Shelter in Ukraine’s capital takes in animals haunted by war

Jul 19, 2022, 6:46 PM | Updated: Jul 20, 2022, 7:04 am

A girl plays with a dog in a pet shelter in Kyiv, Ukraine, Tuesday, July 19, 2022. Shellshocked fam...

A girl plays with a dog in a pet shelter in Kyiv, Ukraine, Tuesday, July 19, 2022. Shellshocked family pets started roaming around Ukraine's capital with nowhere to go in the opening stages of Russia's war. Volunteers opened a shelter to take them in and try to find them new homes or at least some human companionship. (AP Photo/Efrem Lukatsky)

(AP Photo/Efrem Lukatsky)


              Volunteers bring a dog to a pet shelter in Kyiv, Ukraine, Tuesday, July 19, 2022. Shellshocked family pets started roaming around Ukraine's capital with nowhere to go in the opening stages of Russia's war.
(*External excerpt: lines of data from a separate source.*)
/*!
This crate parses free-form, human-written duration expressions - mixing
digits, number words, fractions, scale names, clock-style `HH:MM:SS`
groups, multipliers ("half", "third"), and operators ("of") - into a
total number of seconds, plus a structured list of the `(value, scale)`
pairs it recognized and a parallel list of the fragments it rejected,
each tagged with the reason it was rejected for.

# Usage

This crate is [on crates.io](https://crates.io/crates/timelength) and can be
used by adding `timelength` to your dependencies in your project's `Cargo.toml`.

```toml
[dependencies]
timelength = "0.1"
```

# Example: a quick, tolerant parse

```rust
use timelength::{parse, Locale};
use timelength::model::{FailureFlag, ParserSettings};

let result = parse("1h5m30s", &Locale::english(), &ParserSettings::default(), FailureFlag::NONE);

assert!(result.success);
assert_eq!(result.seconds, 3930.0);
```

# Example: mixing number words, fractions and scales

```rust
use timelength::{parse, Locale};
use timelength::model::{FailureFlag, ParserSettings};

let result = parse(
    "twenty-five hundred minutes and half of one million two hundred and fifty-six thousand seconds",
    &Locale::english(),
    &ParserSettings::default(),
    FailureFlag::NONE,
);

assert!(result.success);
assert_eq!(result.seconds, 778_000.0);
```

# Example: strict mode rejects what tolerant mode lets slide

A trailing number with no scale attached is always recorded as a
`LONELY_VALUE`; whether that makes the whole parse fail depends on the
strictness mask you pass in.

```rust
use timelength::{parse, Locale};
use timelength::model::{FailureFlag, ParserSettings};

let tolerant = parse("5 seconds 3", &Locale::english(), &ParserSettings::default(), FailureFlag::NONE);
assert!(tolerant.success);

let strict = parse("5 seconds 3", &Locale::english(), &ParserSettings::default(), FailureFlag::ALL);
assert!(!strict.success);
```

# Example: the stateful `Query` wrapper

For callers who want to hold on to the input, the locale and the result
together (and reparse after tweaking a setting), [`Query`] is a thin
wrapper over [`parse`].

```rust
use timelength::{Query, Locale};

let query = Query::new("2:30", Locale::english());
assert_eq!(query.result.seconds, 150.0);
```

# Locales

Two builtin locales ship with this crate: [`Locale::english`] and
[`Locale::spanish`]. Both are stateless, so they can be constructed
freely and shared across threads. See the [`locale`] module to add a new
one.
*/

mod combiner;
mod diacritics;
mod lexer;
pub mod convert;
pub mod error;
pub mod locale;
pub mod model;
pub mod query;
pub mod result;

pub use error::ConfigError;
pub use locale::{Locale, LocaleTable};
pub use model::{FailureFlag, ParserSettings};
pub use query::Query;
pub use result::{Invalid, ParsedResult, Valid};

/// Parse `content` against `locale`, returning a fresh [`ParsedResult`].
///
/// This is a pure function: it never mutates `locale`, and calling it
/// twice with the same arguments produces byte-identical output. No
/// panics, no I/O, no global state - the token stream and combiner
/// accumulators live entirely on this call's stack for its duration.
pub fn parse(
    content: &str,
    locale: &dyn LocaleTable,
    settings: &ParserSettings,
    mask: FailureFlag,
) -> ParsedResult {
    let mut result = ParsedResult::new();
    parse_into(content, locale, settings, mask, &mut result);
    result
}

/// Same as [`parse`], but writes into a caller-supplied, already-reset
/// [`ParsedResult`]. [`Query::reparse`] uses this to avoid reallocating
/// its `valid`/`invalid` vectors on every call.
pub fn parse_into(
    content: &str,
    locale: &dyn LocaleTable,
    settings: &ParserSettings,
    mask: FailureFlag,
    result: &mut ParsedResult,
) {
    let tokens = lexer::lex(content, locale, settings);
    combiner::combine(&tokens, locale, settings, result);
    result.finalize(mask);
}

#[cfg(test)]
mod tests {
    use super::*;
    use crate::model::AssumeSeconds;

    #[test]
    fn idempotent_on_identical_input() {
        let settings = ParserSettings::default();
        let a = parse("3 hours 5 minutes 30 seconds", &Locale::english(), &settings, FailureFlag::NONE);
        let b = parse("3 hours 5 minutes 30 seconds", &Locale::english(), &settings, FailureFlag::NONE);
        assert_eq!(a.seconds, b.seconds);
        assert_eq!(a.valid.len(), b.valid.len());
    }

    #[test]
    fn permuting_segmentor_separated_clauses_preserves_total() {
        let settings = ParserSettings::default();
        let a = parse("3 hours, 5 minutes, 30 seconds", &Locale::english(), &settings, FailureFlag::NONE);
        let b = parse("30 seconds, 5 minutes, 3 hours", &Locale::english(), &settings, FailureFlag::NONE);
        assert_eq!(a.seconds, b.seconds);
    }

    #[test]
    fn diacritic_insensitive() {
        let settings = ParserSettings::default();
        let plain = parse("2 anos", &Locale::spanish(), &settings, FailureFlag::NONE);
        let accented = parse("2 a\u{f1}os", &Locale::spanish(), &settings, FailureFlag::NONE);
        assert_eq!(plain.seconds, accented.seconds);
    }

    #[test]
    fn strictness_is_monotone() {
        let settings = ParserSettings::default();
        let narrow = FailureFlag::LONELY_VALUE;
        let wide = FailureFlag::ALL;
        let narrow_result = parse("5 seconds 3", &Locale::english(), &settings, narrow);
        let wide_result = parse("5 seconds 3", &Locale::english(), &settings, wide);
        if wide_result.success {
            assert!(narrow_result.success);
        }
    }

    #[test]
    fn assume_seconds_never_always_flags_trailing_value() {
        let mut settings = ParserSettings::default();
        settings.assume_seconds = AssumeSeconds::Never;
        let result = parse("45", &Locale::english(), &settings, FailureFlag::NONE);
        assert!(!result.success);
        assert!(result.invalid.iter().any(|i| i.flags.contains(FailureFlag::LONELY_VALUE)));
    }

    #[test]
    fn seconds_equals_sum_of_valid_pairs() {
        let settings = ParserSettings::default();
        let result = parse("1 hour, 5 minutes, and 30 seconds & 7ms", &Locale::english(), &settings, FailureFlag::NONE);
        let recomputed: f64 = result.valid.iter().map(|v| v.value * v.scale.seconds_per_unit).sum();
        assert_eq!(result.seconds, recomputed);
    }
}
Volunteers opened a shelter to take them in and try to find them new homes or at least some human companionship. (AP Photo/Efrem Lukatsky)
            
              A volunteer plays with cats in a pet shelter in Kyiv, Ukraine, Tuesday, July 19, 2022. Shellshocked family pets started roaming around Ukraine's capital with nowhere to go in the opening stages of Russia's war. Volunteers opened a shelter to take them in and try to find them new homes or at least some human companionship. (AP Photo/Efrem Lukatsky)
            
              A girl plays with a dog in a pet shelter in Kyiv, Ukraine, Tuesday, July 19, 2022. Shellshocked family pets started roaming around Ukraine's capital with nowhere to go in the opening stages of Russia's war. Volunteers opened a shelter to take them in and try to find them new homes or at least some human companionship. (AP Photo/Efrem Lukatsky)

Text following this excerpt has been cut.